#### [Given data]
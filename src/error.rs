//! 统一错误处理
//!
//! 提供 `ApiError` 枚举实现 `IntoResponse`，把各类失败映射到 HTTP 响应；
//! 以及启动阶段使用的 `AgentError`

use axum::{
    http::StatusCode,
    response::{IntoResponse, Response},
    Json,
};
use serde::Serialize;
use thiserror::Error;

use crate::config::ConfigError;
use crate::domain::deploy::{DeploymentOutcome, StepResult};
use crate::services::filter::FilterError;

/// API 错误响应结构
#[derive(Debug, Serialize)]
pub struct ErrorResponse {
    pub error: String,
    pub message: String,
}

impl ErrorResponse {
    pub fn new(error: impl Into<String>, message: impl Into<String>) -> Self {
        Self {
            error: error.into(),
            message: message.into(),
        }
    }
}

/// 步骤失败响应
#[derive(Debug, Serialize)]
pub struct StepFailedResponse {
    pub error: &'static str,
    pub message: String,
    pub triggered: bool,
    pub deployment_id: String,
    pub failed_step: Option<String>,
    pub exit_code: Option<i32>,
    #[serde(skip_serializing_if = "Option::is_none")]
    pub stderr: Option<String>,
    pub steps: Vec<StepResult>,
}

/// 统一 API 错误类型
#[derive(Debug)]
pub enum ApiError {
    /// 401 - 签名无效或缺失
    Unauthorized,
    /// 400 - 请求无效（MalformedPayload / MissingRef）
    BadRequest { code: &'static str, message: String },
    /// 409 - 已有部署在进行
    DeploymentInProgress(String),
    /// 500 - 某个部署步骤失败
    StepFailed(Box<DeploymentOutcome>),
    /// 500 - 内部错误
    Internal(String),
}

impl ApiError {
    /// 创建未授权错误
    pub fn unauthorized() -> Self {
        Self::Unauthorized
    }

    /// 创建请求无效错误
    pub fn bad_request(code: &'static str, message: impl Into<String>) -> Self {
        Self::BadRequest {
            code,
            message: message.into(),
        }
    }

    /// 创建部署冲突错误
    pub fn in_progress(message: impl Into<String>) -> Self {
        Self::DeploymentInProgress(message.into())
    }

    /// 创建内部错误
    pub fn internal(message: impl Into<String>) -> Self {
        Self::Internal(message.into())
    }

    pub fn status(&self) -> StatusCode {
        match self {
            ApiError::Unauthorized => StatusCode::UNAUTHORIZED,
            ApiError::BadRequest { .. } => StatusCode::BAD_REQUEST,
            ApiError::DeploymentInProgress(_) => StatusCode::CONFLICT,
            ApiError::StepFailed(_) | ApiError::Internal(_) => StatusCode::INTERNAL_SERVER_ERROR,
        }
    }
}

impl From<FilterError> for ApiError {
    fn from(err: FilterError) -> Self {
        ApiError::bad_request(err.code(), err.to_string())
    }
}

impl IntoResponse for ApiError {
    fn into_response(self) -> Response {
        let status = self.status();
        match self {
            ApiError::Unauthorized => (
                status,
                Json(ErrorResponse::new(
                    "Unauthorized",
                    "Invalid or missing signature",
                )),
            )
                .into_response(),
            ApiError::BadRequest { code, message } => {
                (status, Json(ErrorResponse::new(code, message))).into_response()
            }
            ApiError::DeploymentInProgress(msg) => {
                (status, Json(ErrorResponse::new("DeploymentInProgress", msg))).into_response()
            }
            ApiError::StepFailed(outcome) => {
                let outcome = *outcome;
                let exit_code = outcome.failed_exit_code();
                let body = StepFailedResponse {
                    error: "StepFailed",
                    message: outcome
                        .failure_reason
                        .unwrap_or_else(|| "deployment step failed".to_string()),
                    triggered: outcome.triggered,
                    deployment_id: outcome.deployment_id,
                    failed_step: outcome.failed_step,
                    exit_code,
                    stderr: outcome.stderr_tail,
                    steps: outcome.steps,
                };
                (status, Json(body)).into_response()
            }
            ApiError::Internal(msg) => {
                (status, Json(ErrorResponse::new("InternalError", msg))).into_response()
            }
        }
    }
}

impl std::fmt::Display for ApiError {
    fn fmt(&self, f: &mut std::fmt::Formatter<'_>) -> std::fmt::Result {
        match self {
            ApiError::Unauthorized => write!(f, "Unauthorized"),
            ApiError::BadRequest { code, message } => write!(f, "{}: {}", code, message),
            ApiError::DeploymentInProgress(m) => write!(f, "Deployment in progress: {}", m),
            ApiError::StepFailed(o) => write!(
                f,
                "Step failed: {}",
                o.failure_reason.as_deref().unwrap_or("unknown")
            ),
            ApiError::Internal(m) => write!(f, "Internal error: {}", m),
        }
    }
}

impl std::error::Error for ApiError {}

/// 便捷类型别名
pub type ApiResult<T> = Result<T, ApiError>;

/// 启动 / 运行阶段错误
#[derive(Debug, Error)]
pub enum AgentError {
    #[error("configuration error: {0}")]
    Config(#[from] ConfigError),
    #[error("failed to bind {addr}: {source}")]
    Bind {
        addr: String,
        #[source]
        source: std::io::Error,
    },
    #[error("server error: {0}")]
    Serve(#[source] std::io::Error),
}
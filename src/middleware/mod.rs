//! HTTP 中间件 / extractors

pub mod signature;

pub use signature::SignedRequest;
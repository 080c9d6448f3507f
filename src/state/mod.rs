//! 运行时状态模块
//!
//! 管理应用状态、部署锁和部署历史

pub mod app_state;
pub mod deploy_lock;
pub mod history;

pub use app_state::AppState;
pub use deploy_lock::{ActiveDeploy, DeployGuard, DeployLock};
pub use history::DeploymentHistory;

--

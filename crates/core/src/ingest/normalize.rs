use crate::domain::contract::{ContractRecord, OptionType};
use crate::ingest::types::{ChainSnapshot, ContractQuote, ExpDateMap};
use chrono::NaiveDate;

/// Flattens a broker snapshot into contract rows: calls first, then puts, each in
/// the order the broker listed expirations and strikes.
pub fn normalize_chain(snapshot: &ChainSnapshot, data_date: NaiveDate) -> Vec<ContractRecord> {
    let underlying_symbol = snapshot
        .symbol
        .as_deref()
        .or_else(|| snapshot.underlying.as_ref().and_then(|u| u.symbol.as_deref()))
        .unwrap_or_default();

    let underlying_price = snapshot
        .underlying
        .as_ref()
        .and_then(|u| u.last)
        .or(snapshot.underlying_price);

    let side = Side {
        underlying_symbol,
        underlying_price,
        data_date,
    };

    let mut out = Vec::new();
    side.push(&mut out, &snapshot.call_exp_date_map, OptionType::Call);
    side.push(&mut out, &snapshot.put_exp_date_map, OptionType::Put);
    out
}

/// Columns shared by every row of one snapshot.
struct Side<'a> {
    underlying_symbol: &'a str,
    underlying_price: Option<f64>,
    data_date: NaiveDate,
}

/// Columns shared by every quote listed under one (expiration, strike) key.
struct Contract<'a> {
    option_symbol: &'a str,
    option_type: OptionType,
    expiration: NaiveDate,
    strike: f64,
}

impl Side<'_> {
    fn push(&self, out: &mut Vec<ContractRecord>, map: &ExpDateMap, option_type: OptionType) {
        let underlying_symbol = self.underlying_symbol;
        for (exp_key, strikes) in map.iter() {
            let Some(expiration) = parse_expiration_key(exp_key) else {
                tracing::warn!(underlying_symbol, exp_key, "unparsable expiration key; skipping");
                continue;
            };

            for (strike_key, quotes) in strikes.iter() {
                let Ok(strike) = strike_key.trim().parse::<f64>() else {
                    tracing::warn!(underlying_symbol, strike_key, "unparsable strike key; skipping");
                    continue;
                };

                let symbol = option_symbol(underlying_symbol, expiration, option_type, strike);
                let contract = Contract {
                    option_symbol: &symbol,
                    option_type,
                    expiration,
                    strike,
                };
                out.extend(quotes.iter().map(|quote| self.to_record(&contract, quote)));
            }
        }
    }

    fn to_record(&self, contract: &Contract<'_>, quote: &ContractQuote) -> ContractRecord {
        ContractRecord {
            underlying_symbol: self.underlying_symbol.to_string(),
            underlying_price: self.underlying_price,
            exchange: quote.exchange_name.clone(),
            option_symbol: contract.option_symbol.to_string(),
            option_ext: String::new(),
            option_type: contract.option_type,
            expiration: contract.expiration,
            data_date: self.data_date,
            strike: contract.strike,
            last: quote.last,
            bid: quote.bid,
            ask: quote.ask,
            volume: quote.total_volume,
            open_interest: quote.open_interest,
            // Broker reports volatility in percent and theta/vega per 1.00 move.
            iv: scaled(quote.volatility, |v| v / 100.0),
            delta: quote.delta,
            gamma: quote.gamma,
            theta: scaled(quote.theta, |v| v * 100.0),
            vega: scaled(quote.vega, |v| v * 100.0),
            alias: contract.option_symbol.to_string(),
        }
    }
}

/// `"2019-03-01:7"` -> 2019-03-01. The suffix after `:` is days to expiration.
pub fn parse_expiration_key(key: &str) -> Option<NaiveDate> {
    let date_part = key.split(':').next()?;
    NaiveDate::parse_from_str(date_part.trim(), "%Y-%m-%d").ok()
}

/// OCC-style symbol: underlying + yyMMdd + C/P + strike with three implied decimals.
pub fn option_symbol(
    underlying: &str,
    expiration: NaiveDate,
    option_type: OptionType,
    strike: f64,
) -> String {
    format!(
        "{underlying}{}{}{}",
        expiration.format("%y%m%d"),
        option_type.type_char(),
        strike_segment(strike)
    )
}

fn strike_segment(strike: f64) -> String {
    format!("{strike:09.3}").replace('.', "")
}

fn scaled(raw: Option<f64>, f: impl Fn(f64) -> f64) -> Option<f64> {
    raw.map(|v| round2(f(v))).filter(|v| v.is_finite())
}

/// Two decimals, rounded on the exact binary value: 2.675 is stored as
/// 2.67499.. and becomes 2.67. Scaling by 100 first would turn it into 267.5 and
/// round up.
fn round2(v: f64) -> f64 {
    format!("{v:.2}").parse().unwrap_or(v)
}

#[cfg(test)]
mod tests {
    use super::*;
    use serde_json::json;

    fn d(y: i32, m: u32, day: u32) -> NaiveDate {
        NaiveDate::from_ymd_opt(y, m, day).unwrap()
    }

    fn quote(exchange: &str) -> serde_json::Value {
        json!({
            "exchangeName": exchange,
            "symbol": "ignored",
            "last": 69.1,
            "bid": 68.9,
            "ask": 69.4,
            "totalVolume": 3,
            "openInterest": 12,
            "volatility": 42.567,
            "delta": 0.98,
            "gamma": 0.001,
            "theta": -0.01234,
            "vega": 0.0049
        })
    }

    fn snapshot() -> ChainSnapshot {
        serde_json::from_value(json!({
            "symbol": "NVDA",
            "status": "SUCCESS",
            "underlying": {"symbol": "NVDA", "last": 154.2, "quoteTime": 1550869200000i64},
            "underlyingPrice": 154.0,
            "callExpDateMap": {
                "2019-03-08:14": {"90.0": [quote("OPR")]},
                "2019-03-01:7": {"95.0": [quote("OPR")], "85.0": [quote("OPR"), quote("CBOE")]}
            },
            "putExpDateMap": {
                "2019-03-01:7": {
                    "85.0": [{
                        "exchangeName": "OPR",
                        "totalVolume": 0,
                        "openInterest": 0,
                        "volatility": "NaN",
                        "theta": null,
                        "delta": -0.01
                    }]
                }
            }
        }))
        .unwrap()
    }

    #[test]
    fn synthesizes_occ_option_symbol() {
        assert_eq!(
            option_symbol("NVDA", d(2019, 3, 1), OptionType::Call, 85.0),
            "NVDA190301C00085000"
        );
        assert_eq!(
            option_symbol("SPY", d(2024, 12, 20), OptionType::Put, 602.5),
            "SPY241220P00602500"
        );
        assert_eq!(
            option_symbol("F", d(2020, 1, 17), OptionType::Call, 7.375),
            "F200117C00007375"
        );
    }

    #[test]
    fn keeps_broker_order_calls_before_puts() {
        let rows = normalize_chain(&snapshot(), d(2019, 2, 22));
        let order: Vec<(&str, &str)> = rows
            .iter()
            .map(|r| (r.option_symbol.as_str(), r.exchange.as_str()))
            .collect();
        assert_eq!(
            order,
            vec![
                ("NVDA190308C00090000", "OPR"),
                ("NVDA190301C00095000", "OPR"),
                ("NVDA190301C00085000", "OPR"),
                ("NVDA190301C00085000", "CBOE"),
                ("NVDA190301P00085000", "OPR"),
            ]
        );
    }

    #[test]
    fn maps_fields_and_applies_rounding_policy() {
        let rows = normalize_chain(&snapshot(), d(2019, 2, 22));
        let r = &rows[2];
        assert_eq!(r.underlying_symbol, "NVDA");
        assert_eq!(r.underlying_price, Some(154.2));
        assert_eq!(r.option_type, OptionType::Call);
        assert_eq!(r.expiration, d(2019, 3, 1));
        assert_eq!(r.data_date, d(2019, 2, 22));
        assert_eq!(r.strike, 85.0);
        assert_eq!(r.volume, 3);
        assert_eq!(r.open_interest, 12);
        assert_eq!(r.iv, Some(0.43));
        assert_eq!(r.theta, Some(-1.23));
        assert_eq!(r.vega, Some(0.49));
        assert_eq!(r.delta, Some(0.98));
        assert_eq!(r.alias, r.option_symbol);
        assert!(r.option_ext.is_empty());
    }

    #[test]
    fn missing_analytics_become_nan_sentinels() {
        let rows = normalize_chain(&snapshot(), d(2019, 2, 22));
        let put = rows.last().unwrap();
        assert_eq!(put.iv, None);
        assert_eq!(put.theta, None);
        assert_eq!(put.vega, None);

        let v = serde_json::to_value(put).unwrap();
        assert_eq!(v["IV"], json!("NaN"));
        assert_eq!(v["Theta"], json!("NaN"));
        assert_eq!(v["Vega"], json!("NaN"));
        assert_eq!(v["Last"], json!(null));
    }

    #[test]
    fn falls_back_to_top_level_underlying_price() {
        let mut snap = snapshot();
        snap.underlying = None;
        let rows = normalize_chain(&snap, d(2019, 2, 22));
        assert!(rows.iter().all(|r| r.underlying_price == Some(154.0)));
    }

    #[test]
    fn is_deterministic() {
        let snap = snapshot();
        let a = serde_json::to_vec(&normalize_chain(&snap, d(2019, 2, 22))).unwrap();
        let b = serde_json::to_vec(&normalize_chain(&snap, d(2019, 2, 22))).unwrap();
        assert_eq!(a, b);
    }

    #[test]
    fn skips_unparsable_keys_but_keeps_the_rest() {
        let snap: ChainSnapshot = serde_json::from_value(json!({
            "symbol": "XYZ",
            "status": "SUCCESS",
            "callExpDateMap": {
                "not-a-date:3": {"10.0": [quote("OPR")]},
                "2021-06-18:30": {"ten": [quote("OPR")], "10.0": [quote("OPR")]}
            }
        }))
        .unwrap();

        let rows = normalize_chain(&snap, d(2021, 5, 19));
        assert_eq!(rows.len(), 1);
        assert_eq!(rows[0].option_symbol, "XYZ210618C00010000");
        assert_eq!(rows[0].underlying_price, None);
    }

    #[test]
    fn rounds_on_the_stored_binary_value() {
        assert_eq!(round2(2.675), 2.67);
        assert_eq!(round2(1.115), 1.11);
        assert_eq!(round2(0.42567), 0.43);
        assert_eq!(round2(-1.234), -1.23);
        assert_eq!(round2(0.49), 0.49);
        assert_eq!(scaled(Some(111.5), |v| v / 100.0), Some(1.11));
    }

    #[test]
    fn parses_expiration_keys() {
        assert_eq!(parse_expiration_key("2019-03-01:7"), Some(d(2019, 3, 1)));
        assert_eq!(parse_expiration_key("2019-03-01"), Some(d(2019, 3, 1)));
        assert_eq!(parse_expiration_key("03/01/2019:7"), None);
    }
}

---

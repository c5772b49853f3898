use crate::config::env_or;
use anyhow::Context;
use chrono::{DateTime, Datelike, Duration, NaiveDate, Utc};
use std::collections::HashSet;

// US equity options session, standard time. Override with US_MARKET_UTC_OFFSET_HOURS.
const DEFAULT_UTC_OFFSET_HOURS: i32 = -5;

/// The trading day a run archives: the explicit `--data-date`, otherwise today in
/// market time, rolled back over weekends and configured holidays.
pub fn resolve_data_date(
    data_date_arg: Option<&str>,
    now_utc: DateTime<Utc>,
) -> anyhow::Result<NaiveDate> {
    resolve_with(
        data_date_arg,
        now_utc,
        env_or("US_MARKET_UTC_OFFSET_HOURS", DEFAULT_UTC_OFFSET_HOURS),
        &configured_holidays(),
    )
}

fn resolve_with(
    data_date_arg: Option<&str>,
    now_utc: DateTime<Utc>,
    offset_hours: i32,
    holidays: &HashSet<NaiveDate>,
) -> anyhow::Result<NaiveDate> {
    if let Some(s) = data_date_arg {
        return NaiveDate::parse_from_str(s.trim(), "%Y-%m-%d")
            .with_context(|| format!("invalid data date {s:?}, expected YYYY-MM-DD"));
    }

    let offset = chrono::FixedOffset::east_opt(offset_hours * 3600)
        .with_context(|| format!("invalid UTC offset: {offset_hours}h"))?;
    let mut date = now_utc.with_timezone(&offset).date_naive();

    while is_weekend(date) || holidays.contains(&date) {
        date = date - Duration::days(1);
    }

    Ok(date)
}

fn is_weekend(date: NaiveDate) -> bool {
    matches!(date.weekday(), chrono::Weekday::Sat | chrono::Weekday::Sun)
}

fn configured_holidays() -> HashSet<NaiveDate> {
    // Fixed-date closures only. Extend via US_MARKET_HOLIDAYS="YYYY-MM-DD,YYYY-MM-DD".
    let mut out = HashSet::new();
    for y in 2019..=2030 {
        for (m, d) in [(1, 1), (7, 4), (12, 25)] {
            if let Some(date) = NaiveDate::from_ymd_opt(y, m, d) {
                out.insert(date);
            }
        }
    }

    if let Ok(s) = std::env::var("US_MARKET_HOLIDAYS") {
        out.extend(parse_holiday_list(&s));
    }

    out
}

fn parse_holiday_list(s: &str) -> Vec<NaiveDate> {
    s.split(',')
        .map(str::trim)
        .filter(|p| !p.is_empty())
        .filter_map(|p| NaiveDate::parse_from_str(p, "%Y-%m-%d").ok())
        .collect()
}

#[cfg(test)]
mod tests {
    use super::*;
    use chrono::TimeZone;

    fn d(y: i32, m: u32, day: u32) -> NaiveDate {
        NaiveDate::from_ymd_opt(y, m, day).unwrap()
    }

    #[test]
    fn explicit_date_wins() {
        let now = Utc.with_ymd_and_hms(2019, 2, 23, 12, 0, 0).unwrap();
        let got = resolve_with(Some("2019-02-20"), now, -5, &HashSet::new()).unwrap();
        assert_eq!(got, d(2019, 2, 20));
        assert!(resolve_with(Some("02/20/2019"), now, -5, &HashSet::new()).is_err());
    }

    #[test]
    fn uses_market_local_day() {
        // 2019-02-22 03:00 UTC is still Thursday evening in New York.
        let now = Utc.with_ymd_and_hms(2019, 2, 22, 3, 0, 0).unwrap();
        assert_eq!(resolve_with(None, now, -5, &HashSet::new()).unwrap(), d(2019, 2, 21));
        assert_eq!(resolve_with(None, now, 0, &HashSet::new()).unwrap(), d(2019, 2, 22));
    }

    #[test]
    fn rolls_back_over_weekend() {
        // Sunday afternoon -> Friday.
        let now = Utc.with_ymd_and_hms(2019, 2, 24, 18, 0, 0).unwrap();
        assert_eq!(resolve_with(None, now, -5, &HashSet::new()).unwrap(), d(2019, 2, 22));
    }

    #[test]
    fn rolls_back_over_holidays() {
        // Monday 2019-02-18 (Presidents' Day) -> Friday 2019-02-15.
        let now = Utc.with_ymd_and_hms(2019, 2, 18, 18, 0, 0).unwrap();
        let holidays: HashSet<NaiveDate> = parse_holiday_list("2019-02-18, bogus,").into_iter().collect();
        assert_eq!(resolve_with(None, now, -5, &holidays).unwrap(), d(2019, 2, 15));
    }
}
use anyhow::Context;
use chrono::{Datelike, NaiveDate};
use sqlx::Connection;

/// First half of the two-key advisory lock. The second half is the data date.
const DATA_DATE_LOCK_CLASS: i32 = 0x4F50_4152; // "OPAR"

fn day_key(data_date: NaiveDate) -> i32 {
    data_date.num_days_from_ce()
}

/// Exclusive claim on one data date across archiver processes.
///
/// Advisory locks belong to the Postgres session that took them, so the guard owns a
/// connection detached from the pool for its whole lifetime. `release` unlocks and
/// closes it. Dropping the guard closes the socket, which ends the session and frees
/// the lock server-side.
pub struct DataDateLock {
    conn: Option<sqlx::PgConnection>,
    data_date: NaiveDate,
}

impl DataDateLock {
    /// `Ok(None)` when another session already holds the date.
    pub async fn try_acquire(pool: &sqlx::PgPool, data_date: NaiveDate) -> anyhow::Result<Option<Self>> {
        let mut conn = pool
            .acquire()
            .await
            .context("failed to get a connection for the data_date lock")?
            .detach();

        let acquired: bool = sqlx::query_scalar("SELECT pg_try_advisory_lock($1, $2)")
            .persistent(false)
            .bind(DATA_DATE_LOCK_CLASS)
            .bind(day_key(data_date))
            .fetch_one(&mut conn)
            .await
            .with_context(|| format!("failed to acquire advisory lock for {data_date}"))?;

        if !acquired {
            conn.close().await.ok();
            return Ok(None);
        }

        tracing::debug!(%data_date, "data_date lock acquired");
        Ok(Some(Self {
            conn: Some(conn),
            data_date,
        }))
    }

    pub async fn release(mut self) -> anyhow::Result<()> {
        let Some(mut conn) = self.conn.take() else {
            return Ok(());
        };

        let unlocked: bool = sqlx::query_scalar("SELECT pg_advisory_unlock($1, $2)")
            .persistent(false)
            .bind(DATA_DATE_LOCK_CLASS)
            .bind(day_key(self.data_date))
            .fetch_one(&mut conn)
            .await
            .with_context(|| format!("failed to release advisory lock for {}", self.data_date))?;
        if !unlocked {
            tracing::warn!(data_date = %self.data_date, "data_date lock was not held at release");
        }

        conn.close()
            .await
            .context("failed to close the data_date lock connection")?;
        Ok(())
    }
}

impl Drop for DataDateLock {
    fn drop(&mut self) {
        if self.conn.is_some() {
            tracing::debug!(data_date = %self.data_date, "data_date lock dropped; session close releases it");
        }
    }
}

#### [Exercise details]
Copy every line of the material above in which the string "addr" can be found.

#### [Task response]
    #[error("failed to bind {addr}: {source}")]
        addr: String,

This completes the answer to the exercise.